The local method of free vibrations is based on the excitation of free vibrations in a small section of the OC. The method is used to control layered structures by changing the frequency spectrum in the part of the product excited by impact; for measuring thicknesses (especially small) of pipes and other OK by means of exposure to a short-term acoustic pulse.

Diagnostics of electrical equipment of power plants and substations The local method of forced oscillations (ultrasonic resonance method) is based on the excitation of oscillations, the frequency of which is smoothly changed.

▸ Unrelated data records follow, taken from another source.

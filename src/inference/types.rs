//! Shared types for the inference client.
//!
//! These mirror the OpenAI Chat Completions API types, used for both
//! request building and response parsing.

use serde::{Deserialize, Serialize};

// ─── Request Types ───────────────────────────────────────────────────────────

/// A single message in the conversation.
///
/// Serialization notes for OpenAI-compatible providers:
/// - `content` must be `""` (not `null`) for assistant messages with tool calls.
///   Several runtimes misinterpret `null` content and fail to recognize the
///   tool call round-trip pattern.
/// - `tool_call_id` and `tool_calls` are skipped when `None`.
#[derive(Debug, Clone, Serialize, Deserialize)]
pub struct ChatMessage {
    pub role: Role,
    #[serde(serialize_with = "serialize_content")]
    pub content: Option<String>,
    /// Tool call results are sent back as `tool` role messages.
    #[serde(skip_serializing_if = "Option::is_none")]
    pub tool_call_id: Option<String>,
    /// Assistant messages may contain tool calls.
    #[serde(skip_serializing_if = "Option::is_none")]
    pub tool_calls: Option<Vec<ToolCallResponse>>,
}

impl ChatMessage {
    pub fn system(text: impl Into<String>) -> Self {
        Self::plain(Role::System, text)
    }

    pub fn user(text: impl Into<String>) -> Self {
        Self::plain(Role::User, text)
    }

    pub fn assistant(text: impl Into<String>) -> Self {
        Self::plain(Role::Assistant, text)
    }

    fn plain(role: Role, text: impl Into<String>) -> Self {
        Self {
            role,
            content: Some(text.into()),
            tool_call_id: None,
            tool_calls: None,
        }
    }

    /// An assistant message that carries the tool calls it requested.
    ///
    /// Malformed calls are echoed back with their raw argument text so the
    /// matching `tool` result message has something to pair with.
    pub fn assistant_tool_calls(
        text: Option<String>,
        calls: &[ToolCall],
        malformed: &[MalformedToolCall],
    ) -> Self {
        let mut responses: Vec<ToolCallResponse> = calls
            .iter()
            .map(|tc| ToolCallResponse {
                id: tc.id.clone(),
                r#type: "function".to_string(),
                function: FunctionCallResponse {
                    name: tc.name.clone(),
                    arguments: tc.arguments.to_string(),
                },
            })
            .collect();
        responses.extend(malformed.iter().map(|m| ToolCallResponse {
            id: m.id.clone(),
            r#type: "function".to_string(),
            function: FunctionCallResponse {
                name: m.name.clone(),
                arguments: m.raw_arguments.clone(),
            },
        }));

        Self {
            role: Role::Assistant,
            content: text,
            tool_call_id: None,
            tool_calls: Some(responses),
        }
    }

    /// A `tool` role message answering the call with the given id.
    pub fn tool_result(call_id: impl Into<String>, text: impl Into<String>) -> Self {
        Self {
            role: Role::Tool,
            content: Some(text.into()),
            tool_call_id: Some(call_id.into()),
            tool_calls: None,
        }
    }
}

/// Custom serializer for `content`: emit `""` instead of `null` when `None`.
fn serialize_content<S>(value: &Option<String>, serializer: S) -> Result<S::Ok, S::Error>
where
    S: serde::Serializer,
{
    match value {
        Some(s) => serializer.serialize_str(s),
        None => serializer.serialize_str(""),
    }
}

/// Message role.
#[derive(Debug, Clone, Copy, PartialEq, Eq, Serialize, Deserialize)]
#[serde(rename_all = "lowercase")]
pub enum Role {
    System,
    User,
    Assistant,
    Tool,
}

impl Role {
    pub fn as_str(&self) -> &'static str {
        match self {
            Role::System => "system",
            Role::User => "user",
            Role::Assistant => "assistant",
            Role::Tool => "tool",
        }
    }

    pub fn parse(s: &str) -> Option<Self> {
        match s {
            "system" => Some(Role::System),
            "user" => Some(Role::User),
            "assistant" => Some(Role::Assistant),
            "tool" => Some(Role::Tool),
            _ => None,
        }
    }
}

/// Tool definition sent in the request.
#[derive(Debug, Clone, Serialize, Deserialize)]
pub struct ToolDefinition {
    pub r#type: String,
    pub function: FunctionDefinition,
}

impl ToolDefinition {
    pub fn function(name: &str, description: &str, parameters: serde_json::Value) -> Self {
        Self {
            r#type: "function".to_string(),
            function: FunctionDefinition {
                name: name.to_string(),
                description: description.to_string(),
                parameters,
            },
        }
    }
}

/// Function definition within a tool.
#[derive(Debug, Clone, Serialize, Deserialize)]
pub struct FunctionDefinition {
    pub name: String,
    pub description: String,
    pub parameters: serde_json::Value,
}

/// Request body for `POST /v1/chat/completions`.
#[derive(Debug, Clone, Serialize)]
pub struct ChatCompletionRequest {
    pub model: String,
    pub messages: Vec<ChatMessage>,
    #[serde(skip_serializing_if = "Option::is_none")]
    pub tools: Option<Vec<ToolDefinition>>,
    #[serde(skip_serializing_if = "Option::is_none")]
    pub tool_choice: Option<String>,
    pub temperature: f32,
    pub max_tokens: u32,
    pub stream: bool,
}

// ─── Response Types ──────────────────────────────────────────────────────────

/// A parsed tool call extracted from the model's response.
#[derive(Debug, Clone, PartialEq, Serialize, Deserialize)]
pub struct ToolCall {
    /// Unique ID for this tool call (generated if the model doesn't provide one).
    pub id: String,
    /// Registered tool name, e.g. `"query_graph"`.
    pub name: String,
    /// Parsed JSON arguments.
    pub arguments: serde_json::Value,
}

/// A tool call whose payload could not be turned into valid arguments.
#[derive(Debug, Clone, PartialEq, Serialize, Deserialize)]
pub struct MalformedToolCall {
    pub id: String,
    pub name: String,
    pub raw_arguments: String,
    pub reason: String,
}

/// Tool call as returned in the OpenAI response format.
#[derive(Debug, Clone, Serialize, Deserialize)]
pub struct ToolCallResponse {
    pub id: String,
    pub r#type: String,
    pub function: FunctionCallResponse,
}

/// Function call details in a response.
#[derive(Debug, Clone, Serialize, Deserialize)]
pub struct FunctionCallResponse {
    pub name: String,
    pub arguments: String,
}

/// One complete model response.
#[derive(Debug, Clone, Default)]
pub struct ModelReply {
    /// Assistant text, `None` when the model only called tools.
    pub text: Option<String>,
    /// Well-formed tool calls in the order the model emitted them.
    pub tool_calls: Vec<ToolCall>,
    /// Tool calls whose arguments could not be parsed.
    pub malformed_calls: Vec<MalformedToolCall>,
    /// Why the model stopped: `"stop"`, `"tool_calls"`, …
    pub finish_reason: Option<String>,
}

impl ModelReply {
    pub fn text(text: impl Into<String>) -> Self {
        Self {
            text: Some(text.into()),
            finish_reason: Some("stop".to_string()),
            ..Self::default()
        }
    }

    /// Whether the model signalled intent to call at least one tool.
    pub fn requests_tools(&self) -> bool {
        !self.tool_calls.is_empty() || !self.malformed_calls.is_empty()
    }

    pub fn text_or_empty(&self) -> &str {
        self.text.as_deref().unwrap_or("")
    }
}

// ─── Tests ───────────────────────────────────────────────────────────────────
//! Graph connection settings (the `graph` section of `careergraph.yaml`).

use serde::Deserialize;

/// How to reach the Neo4j HTTP API.
#[derive(Debug, Clone, Deserialize)]
pub struct GraphConfig {
    /// Base URL of the HTTP API, e.g. `http://localhost:7474`.
    #[serde(default = "default_uri")]
    pub uri: String,
    #[serde(default = "default_database")]
    pub database: String,
    #[serde(default = "default_username")]
    pub username: String,
    #[serde(default)]
    pub password: String,
    /// Reject queries containing write or admin clauses before sending them.
    #[serde(default = "default_read_only")]
    pub read_only: bool,
    #[serde(default = "default_timeout_secs")]
    pub timeout_secs: u64,
}

fn default_uri() -> String {
    "http://localhost:7474".to_string()
}
fn default_database() -> String {
    "neo4j".to_string()
}
fn default_username() -> String {
    "neo4j".to_string()
}
fn default_read_only() -> bool {
    true
}
fn default_timeout_secs() -> u64 {
    30
}

impl Default for GraphConfig {
    fn default() -> Self {
        Self {
            uri: default_uri(),
            database: default_database(),
            username: default_username(),
            password: String::new(),
            read_only: default_read_only(),
            timeout_secs: default_timeout_secs(),
        }
    }
}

To excite and receive ultrasonic vibrations, combined or separate transducers are used. When the excitation frequencies coincide with the natural frequencies of the OC (loaded with a transceiver transducer), resonances arise in the system. A change in thickness will cause a shift in resonance frequencies, the appearance of defects - the disappearance of resonances.

The acoustic-topographic method has features of both integral and local methods. It is based on the excitation of intense bending vibrations of a continuously varying frequency in the OC and registration of the distribution of the amplitudes of elastic vibrations on the surface of the controlled object using a finely dispersed powder applied to the surface. A smaller amount of powder settles on the defective area, which is explained by an increase in the amplitude of its oscillations as a result of resonance phenomena. The method is used to control connections in multilayer structures: bimetallic sheets, honeycomb panels, etc.

Impedance methods These methods are based on the analysis of changes in the mechanical impedance or input acoustic impedance of the part of the OC surface with which the transducer interacts. Within the group, the methods are divided according to the types of waves excited in the OC and by the nature of the interaction of the transducer with the OC.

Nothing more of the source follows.